Signatures

Signatures are the string representation of an instance's lemmatization data and consists of a sequence of fields, each introduced by a distinct prefix character or characters. A complete signature looks like this:

@epsd2%sux:a=a[water//water]N'N/a#~$a

Abbreviated Signatures

Oracc's lemmatization allows users to enter just a few key pieces of a signature (this is the "instance lemmatization") and the lemmatizer looks this data up in the glossary and creates complete signatures from it.

Users typically enter just the citation form (CF, a in the example above) and the sense (SENSE, water above), and the instance lemmatization is then a[water]. It is also not uncommon to give simply a Part-of-Speech, such as PN, for the instance lemmatization.

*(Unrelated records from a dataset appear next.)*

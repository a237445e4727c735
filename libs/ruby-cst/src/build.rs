//! # Raw Tree Builders
//!
//! Shorthand constructors for writing raw trees in code, mostly for tests and
//! for embedders that already hold a parse in another form.
//!
//! ## Example
//!
//! ```rust
//! use ruby_cst::build::*;
//!
//! // f(1, *xs, 2)
//! let call = fcall(
//!     "f",
//!     Some(args_push(args_cat(array(vec![fixnum(1)]), local_var("xs")), fixnum(2))),
//! );
//! assert_eq!(call.node_type(), "FCALLNODE");
//! ```

use crate::node::{CstKind, CstNode, VarName};

fn boxed(node: CstNode) -> Box<CstNode> {
    Box::new(node)
}

fn opt(node: Option<CstNode>) -> Option<Box<CstNode>> {
    node.map(Box::new)
}

// =============================================================================
// STRUCTURE
// =============================================================================

pub fn root(body: Option<CstNode>) -> CstNode {
    CstKind::RootNode { body: opt(body) }.into()
}

pub fn newline(next: CstNode) -> CstNode {
    CstKind::NewlineNode {
        next_node: Some(boxed(next)),
    }
    .into()
}

pub fn block(statements: Vec<CstNode>) -> CstNode {
    CstKind::BlockNode { statements }.into()
}

pub fn evstr(body: CstNode) -> CstNode {
    CstKind::EvStrNode {
        body: Some(boxed(body)),
    }
    .into()
}

pub fn nil_implicit() -> CstNode {
    CstKind::NilImplicitNode {}.into()
}

// =============================================================================
// LITERALS
// =============================================================================

pub fn fixnum(value: i64) -> CstNode {
    CstKind::FixnumNode { value }.into()
}

pub fn float(value: f64) -> CstNode {
    CstKind::FloatNode { value }.into()
}

pub fn string(value: &str) -> CstNode {
    CstKind::StrNode {
        value: value.to_string(),
    }
    .into()
}

pub fn dstr(pieces: Vec<CstNode>) -> CstNode {
    CstKind::DStrNode { pieces }.into()
}

pub fn regexp(value: &str) -> CstNode {
    CstKind::RegexpNode {
        value: value.to_string(),
    }
    .into()
}

pub fn dregexp(pieces: Vec<CstNode>) -> CstNode {
    CstKind::DRegexpNode { pieces }.into()
}

pub fn nil() -> CstNode {
    CstKind::NilNode {}.into()
}

pub fn true_() -> CstNode {
    CstKind::TrueNode {}.into()
}

pub fn false_() -> CstNode {
    CstKind::FalseNode {}.into()
}

pub fn symbol(name: &str) -> CstNode {
    CstKind::SymbolNode {
        name: name.to_string(),
    }
    .into()
}

pub fn literal(name: &str) -> CstNode {
    CstKind::LiteralNode {
        name: name.to_string(),
    }
    .into()
}

// =============================================================================
// VARIABLES
// =============================================================================

/// Variable name in the shape of a newer parser: bare name plus lexical name.
pub fn var_name(name: &str) -> VarName {
    VarName {
        name: name.to_string(),
        lexical_name: Some(name.to_string()),
    }
}

/// Variable name in the shape of an older parser: sigil-prefixed token only.
pub fn legacy_var_name(token: &str) -> VarName {
    VarName {
        name: token.to_string(),
        lexical_name: None,
    }
}

pub fn local_var(name: &str) -> CstNode {
    CstKind::LocalVarNode {
        name: name.to_string(),
    }
    .into()
}

pub fn dvar(name: &str) -> CstNode {
    CstKind::DVarNode {
        name: name.to_string(),
    }
    .into()
}

pub fn global_var(var: VarName) -> CstNode {
    CstKind::GlobalVarNode(var).into()
}

pub fn class_var(var: VarName) -> CstNode {
    CstKind::ClassVarNode(var).into()
}

pub fn inst_var(var: VarName) -> CstNode {
    CstKind::InstVarNode(var).into()
}

pub fn local_asgn(name: &str, value: Option<CstNode>) -> CstNode {
    CstKind::LocalAsgnNode {
        name: name.to_string(),
        value: opt(value),
    }
    .into()
}

pub fn dasgn(name: &str, value: Option<CstNode>) -> CstNode {
    CstKind::DAsgnNode {
        name: name.to_string(),
        value: opt(value),
    }
    .into()
}

pub fn global_asgn(var: VarName, value: CstNode) -> CstNode {
    CstKind::GlobalAsgnNode {
        var,
        value: Some(boxed(value)),
    }
    .into()
}

pub fn class_var_asgn(var: VarName, value: CstNode) -> CstNode {
    CstKind::ClassVarAsgnNode {
        var,
        value: Some(boxed(value)),
    }
    .into()
}

pub fn inst_asgn(var: VarName, value: CstNode) -> CstNode {
    CstKind::InstAsgnNode {
        var,
        value: Some(boxed(value)),
    }
    .into()
}

// =============================================================================
// CONSTANTS
// =============================================================================

pub fn constant(name: &str) -> CstNode {
    CstKind::ConstNode {
        name: name.to_string(),
    }
    .into()
}

pub fn colon2(left: Option<CstNode>, name: &str) -> CstNode {
    CstKind::Colon2Node {
        left_node: opt(left),
        name: name.to_string(),
    }
    .into()
}

pub fn colon3(name: &str) -> CstNode {
    CstKind::Colon3Node {
        name: name.to_string(),
    }
    .into()
}

// =============================================================================
// CONTROL FLOW
// =============================================================================

pub fn if_(condition: CstNode, then_body: Option<CstNode>, else_body: Option<CstNode>) -> CstNode {
    CstKind::IfNode {
        condition: Some(boxed(condition)),
        then_body: opt(then_body),
        else_body: opt(else_body),
    }
    .into()
}

pub fn while_(condition: CstNode, body: Option<CstNode>) -> CstNode {
    CstKind::WhileNode {
        condition: Some(boxed(condition)),
        body: opt(body),
    }
    .into()
}

pub fn until(condition: CstNode, body: Option<CstNode>) -> CstNode {
    CstKind::UntilNode {
        condition: Some(boxed(condition)),
        body: opt(body),
    }
    .into()
}

pub fn case(subject: Option<CstNode>, cases: Vec<CstNode>, else_node: Option<CstNode>) -> CstNode {
    CstKind::CaseNode {
        case_node: opt(subject),
        cases,
        else_node: opt(else_node),
    }
    .into()
}

pub fn when(expression: CstNode, body: Option<CstNode>) -> CstNode {
    CstKind::WhenNode {
        expression: Some(boxed(expression)),
        body: opt(body),
    }
    .into()
}

pub fn begin(body: Option<CstNode>) -> CstNode {
    CstKind::BeginNode { body: opt(body) }.into()
}

pub fn rescue(body: Option<CstNode>, rescue_body: Option<CstNode>) -> CstNode {
    CstKind::RescueNode {
        body: opt(body),
        rescue_node: opt(rescue_body),
        else_node: None,
    }
    .into()
}

pub fn rescue_body(
    exceptions: Option<CstNode>,
    body: Option<CstNode>,
    next: Option<CstNode>,
) -> CstNode {
    CstKind::RescueBodyNode {
        exception_nodes: opt(exceptions),
        body: opt(body),
        opt_rescue: opt(next),
    }
    .into()
}

pub fn ensure(body: Option<CstNode>, ensure: Option<CstNode>) -> CstNode {
    CstKind::EnsureNode {
        body: opt(body),
        ensure: opt(ensure),
    }
    .into()
}

// =============================================================================
// CALLS
// =============================================================================

pub fn call(receiver: CstNode, name: &str, args: Option<CstNode>, iter: Option<CstNode>) -> CstNode {
    CstKind::CallNode {
        receiver: Some(boxed(receiver)),
        name: name.to_string(),
        args: opt(args),
        iter: opt(iter),
    }
    .into()
}

pub fn fcall(name: &str, args: Option<CstNode>) -> CstNode {
    CstKind::FCallNode {
        name: name.to_string(),
        args: opt(args),
        iter: None,
    }
    .into()
}

pub fn vcall(name: &str) -> CstNode {
    CstKind::VCallNode {
        name: name.to_string(),
    }
    .into()
}

pub fn iter(params: Option<CstNode>, body: Option<CstNode>) -> CstNode {
    CstKind::IterNode {
        var_node: opt(params),
        body: opt(body),
    }
    .into()
}

pub fn block_pass(body: CstNode, args: Option<CstNode>) -> CstNode {
    CstKind::BlockPassNode {
        body: Some(boxed(body)),
        args: opt(args),
    }
    .into()
}

pub fn self_() -> CstNode {
    CstKind::SelfNode {}.into()
}

// =============================================================================
// DEFINITIONS
// =============================================================================

pub fn defn(name: &str, args: Option<CstNode>, body: Option<CstNode>) -> CstNode {
    CstKind::DefnNode {
        name: name.to_string(),
        args_node: opt(args),
        body: opt(body),
    }
    .into()
}

pub fn defs(receiver: CstNode, name: &str, args: Option<CstNode>, body: Option<CstNode>) -> CstNode {
    CstKind::DefsNode {
        receiver: Some(boxed(receiver)),
        name: name.to_string(),
        args_node: opt(args),
        body: opt(body),
    }
    .into()
}

pub fn class(cpath: CstNode, super_node: Option<CstNode>, body: Option<CstNode>) -> CstNode {
    CstKind::ClassNode {
        cpath: boxed(cpath),
        super_node: opt(super_node),
        body_node: opt(body),
    }
    .into()
}

pub fn module(cpath: CstNode, body: Option<CstNode>) -> CstNode {
    CstKind::ModuleNode {
        cpath: boxed(cpath),
        body_node: opt(body),
    }
    .into()
}

// =============================================================================
// COLLECTIONS AND ARGUMENTS
// =============================================================================

pub fn array(elements: Vec<CstNode>) -> CstNode {
    CstKind::ArrayNode { elements }.into()
}

pub fn list(elements: Vec<CstNode>) -> CstNode {
    CstKind::ListNode { elements }.into()
}

pub fn zarray() -> CstNode {
    CstKind::ZArrayNode {}.into()
}

/// Hash literal from key/value pairs, flattened the way the parser does.
pub fn hash(pairs: Vec<(CstNode, CstNode)>) -> CstNode {
    let elements = pairs.into_iter().flat_map(|(k, v)| [k, v]).collect();
    CstKind::HashNode {
        list_node: Some(boxed(list(elements))),
    }
    .into()
}

pub fn splat(value: CstNode) -> CstNode {
    CstKind::SplatNode {
        value: Some(boxed(value)),
    }
    .into()
}

pub fn args_cat(first: CstNode, second: CstNode) -> CstNode {
    CstKind::ArgsCatNode {
        first: boxed(first),
        second: boxed(second),
    }
    .into()
}

pub fn args_push(first: CstNode, second: CstNode) -> CstNode {
    CstKind::ArgsPushNode {
        first: boxed(first),
        second: boxed(second),
    }
    .into()
}

pub fn argument(name: &str) -> CstNode {
    CstKind::ArgumentNode {
        name: name.to_string(),
    }
    .into()
}

pub fn opt_arg(name: &str, default: CstNode) -> CstNode {
    CstKind::OptArgNode {
        value: boxed(local_asgn(name, Some(default))),
    }
    .into()
}

pub fn rest_arg(name: Option<&str>) -> CstNode {
    CstKind::RestArgNode {
        name: name.map(ToString::to_string),
    }
    .into()
}

pub fn block_arg(name: &str) -> CstNode {
    CstKind::BlockArgNode {
        name: name.to_string(),
    }
    .into()
}

/// Formal parameter group. `pre`, `optional` and `post` are wrapped in list
/// nodes when non-empty.
pub fn formal_args(
    pre: Vec<CstNode>,
    optional: Vec<CstNode>,
    rest: Option<CstNode>,
    post: Vec<CstNode>,
    block: Option<CstNode>,
) -> CstNode {
    let segment = |nodes: Vec<CstNode>| (!nodes.is_empty()).then(|| boxed(list(nodes)));
    CstKind::ArgsNode {
        pre: segment(pre),
        optional: segment(optional),
        rest: opt(rest),
        post: segment(post),
        block: opt(block),
    }
    .into()
}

Signature Fields and Prefix Characters

@ = PROJECT: The project to which this signature belongs
% = LANG: The language for the signature; may also have a writing system, e.g., %akk-949 for normalized Akkadian
: = FORM: The form of the word as it appears in the text
= = CF: The = separates FORM and CF, or Citation Form; the equals may be omitted if the CF is the first entry in the signature, as in a[water]
[ ... ]: Square brackets surround the GW, or Guide Word, and/or SENSE
//: Only within [...], the double slash // separates GW and SENSE
POS: The POS (Part-of-Speech) is identified by its position immediately after the closing square bracket of [...]
' = EPOS: The right-quote, ', is the prefix character for the EPOS, the Effective Part-of-Speech
$ = NORM: The normalized version of the writing. This varies by language: in Akkadian, for example, it is the transcription of the word-form, without hyphens and determinatives and with accents. This is not used in the source version of Sumerian glossaries because it can be computed from the morphology (see below).
* = STEM: The STEM, which may be a form of the BASE in Sumerian, or a notation such as D, Š, N, in Akkadian, or possibly other conventions for other languages.
/ = BASE: The BASE utilized in a Sumerian writing. This must match a base given in the @bases part of the entry.
+ = CONT: The Sumerian grapheme following the base, used only when that grapheme is the continuation of the end of the BASE, e.g., -ma in inim-ma. The deconstruction of the grapheme gives the consonant which continues the grapheme followed by the vowel which is normally a morpheme or morpheme constituent.
# = MORPH: The morphology string for the writing.
## = MORPH2: The second morphology string for the writing.
@ = RWS: The RWS, Register or Writing System, for the form.